■ Required work
The reply should consist of the line containing "pub enum StoreError" and all lines after it in the listing below, reproduced exactly and nothing more.

Segment Start: Data shown

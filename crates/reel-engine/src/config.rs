//! Engine configuration.

use reel_media::filters::DEFAULT_FONT_PATH;
use std::env;

/// Tunables for the edit engine, read from the environment.
#[derive(Debug, Clone)]
pub struct EngineConfig {
    /// Maximum concurrent FFmpeg subprocesses
    pub max_ffmpeg_processes: usize,
    /// Wall-clock limit per job; a hung FFmpeg is killed when it elapses
    pub job_timeout_secs: u64,
    /// Font used for lower-third overlays
    pub font_path: String,
}

impl Default for EngineConfig {
    fn default() -> Self {
        Self {
            max_ffmpeg_processes: 4,
            job_timeout_secs: 3600,
            font_path: DEFAULT_FONT_PATH.to_string(),
        }
    }
}

impl EngineConfig {
    /// Load configuration from environment variables, falling back to
    /// defaults for anything unset or unparseable.
    pub fn from_env() -> Self {
        let defaults = Self::default();
        Self {
            max_ffmpeg_processes: env::var("MAX_FFMPEG_PROCESSES")
                .ok()
                .and_then(|v| v.parse().ok())
                .filter(|&n: &usize| n > 0)
                .unwrap_or(defaults.max_ffmpeg_processes),
            job_timeout_secs: env::var("JOB_TIMEOUT_SECS")
                .ok()
                .and_then(|v| v.parse().ok())
                .unwrap_or(defaults.job_timeout_secs),
            font_path: env::var("FONT_PATH").unwrap_or(defaults.font_path),
        }
    }
}
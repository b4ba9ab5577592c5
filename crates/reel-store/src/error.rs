//! Error types for store operations.

use std::path::PathBuf;
use thiserror::Error;

/// Result type for store operations.
pub type StoreResult<T> = Result<T, StoreError>;

/// Errors that can occur while persisting jobs or media records.
#[derive(Debug, Error)]
pub enum StoreError {
    #[error("IO error: {0}")]
    Io(#[from] std::io::Error),

    #[error("JSON error: {0}")]
    Json(#[from] serde_json::Error),

    #[error("media file does not exist: {0}")]
    DanglingPath(PathBuf),

    #[error("source file does not exist: {0}")]
    SourceMissing(PathBuf),
}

Segment End: Data shown

■ Written response
pub enum StoreError {
    #[error("IO error: {0}")]
    Io(#[from] std::io::Error),

    #[error("JSON error: {0}")]
    Json(#[from] serde_json::Error),

    #[error("media file does not exist: {0}")]
    DanglingPath(PathBuf),

    #[error("source file does not exist: {0}")]
    SourceMissing(PathBuf),
}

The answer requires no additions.